Other than the males in my class unable to differentiate homosexuality from pedophilia it made me think about being a female and having people who may or may not be sexually attracted to you with the power to overpower you and take what you aren’t giving all around you. It’s a constant threat even in the most domestic places. Schools, workplaces, on the train, walking down the street, half of the population is walking around with a metaphorical gun and their isn’t any shortage of bullets.

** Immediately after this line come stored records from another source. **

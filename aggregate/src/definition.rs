//! FILENAME: aggregate/src/definition.rs
//! PURPOSE: Named aggregations for view layers that bind pipes by name.
//! CONTEXT: A template refers to an aggregate as `sum`, `avg`, `max`...
//! This module maps such names onto the functions in `functions.rs` and
//! wraps their two result shapes (a number, or an element) in one type.

use std::fmt;
use std::str::FromStr;

use serde::{Deserialize, Serialize};
use value::Record;

use crate::error::AggregateError;
use crate::functions::{max, mean, min, sum};
use crate::selector::Selector;

// ============================================================================
// AGGREGATION TYPES
// ============================================================================

/// The scalar aggregations available by name.
#[derive(Debug, Clone, Copy, PartialEq, Eq, Hash, Serialize, Deserialize)]
#[serde(rename_all = "lowercase")]
pub enum Aggregation {
    Sum,
    #[serde(alias = "avg", alias = "average")]
    Mean,
    Min,
    Max,
}

impl Aggregation {
    pub fn name(&self) -> &'static str {
        match self {
            Aggregation::Sum => "sum",
            Aggregation::Mean => "mean",
            Aggregation::Min => "min",
            Aggregation::Max => "max",
        }
    }
}

impl fmt::Display for Aggregation {
    fn fmt(&self, f: &mut fmt::Formatter<'_>) -> fmt::Result {
        f.write_str(self.name())
    }
}

impl FromStr for Aggregation {
    type Err = AggregateError;

    fn from_str(s: &str) -> Result<Self, Self::Err> {
        match s.trim().to_lowercase().as_str() {
            "sum" => Ok(Aggregation::Sum),
            "mean" | "avg" | "average" => Ok(Aggregation::Mean),
            "min" => Ok(Aggregation::Min),
            "max" => Ok(Aggregation::Max),
            _ => Err(AggregateError::UnknownAggregation(s.to_string())),
        }
    }
}

/// What an aggregation produced: sum/mean yield numbers, min/max yield
/// one of the input elements.
#[derive(Debug, Clone, Copy, PartialEq)]
pub enum AggregateOutput<'a, T> {
    Number(f64),
    Element(&'a T),
}

impl<'a, T> AggregateOutput<'a, T> {
    pub fn as_number(&self) -> Option<f64> {
        match self {
            AggregateOutput::Number(n) => Some(*n),
            AggregateOutput::Element(_) => None,
        }
    }

    pub fn as_element(&self) -> Option<&'a T> {
        match self {
            AggregateOutput::Element(e) => Some(*e),
            AggregateOutput::Number(_) => None,
        }
    }
}

/// Runs the aggregation named by `kind`.
pub fn aggregate<'a, T: Record>(
    kind: Aggregation,
    items: Option<&'a [T]>,
    selector: &Selector<'_, T>,
) -> Option<AggregateOutput<'a, T>> {
    match kind {
        Aggregation::Sum => sum(items, selector).map(AggregateOutput::Number),
        Aggregation::Mean => mean(items, selector).map(AggregateOutput::Number),
        Aggregation::Min => min(items, selector).map(AggregateOutput::Element),
        Aggregation::Max => max(items, selector).map(AggregateOutput::Element),
    }
}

And, as a female, you have to think, is this not teaching you something, my young straight male friend? Have you not thought about this? Of course, the answer is no, because it’s not thought about that much. The large majority of men would not choose to attack someone smaller and weaker than them, but then again, there is a reason that the term stranger danger exists. It is seared into young minds all over the world; frantic parents and teachers who are aware of the minority in the world cover up shoulders and legs and fuss, children are warned of white vans and people with fanciful stories, it must all be there for a reason?
And, you know, it’s the little things that make you scared, the little things that you won’t talk to any one about, because it doesn’t count. It’s the looking, it’s the catcalls, it’s the grown ups and their dress codes, it’s the leaning too close, it’s the arm around your shoulders, it’s really small things, the really small things that leave you thinking ‘does that count?’ and ‘are you sure he’s doing it on purpose?’
And the truth is, it doesn’t, it doesn’t count, because it’s expected. Males cannot be trusted not to look, they cannot be trusted to not to do the little things, they’re incapable, they’re a slave to their hormones, it’s a fact of life, men are all animals, obviously. So instead of teaching boys how to treat a lady and how not breach the bubble we teach girls to pretend not to be a female and how to hide the fact that they are, in fact, wearing a bra.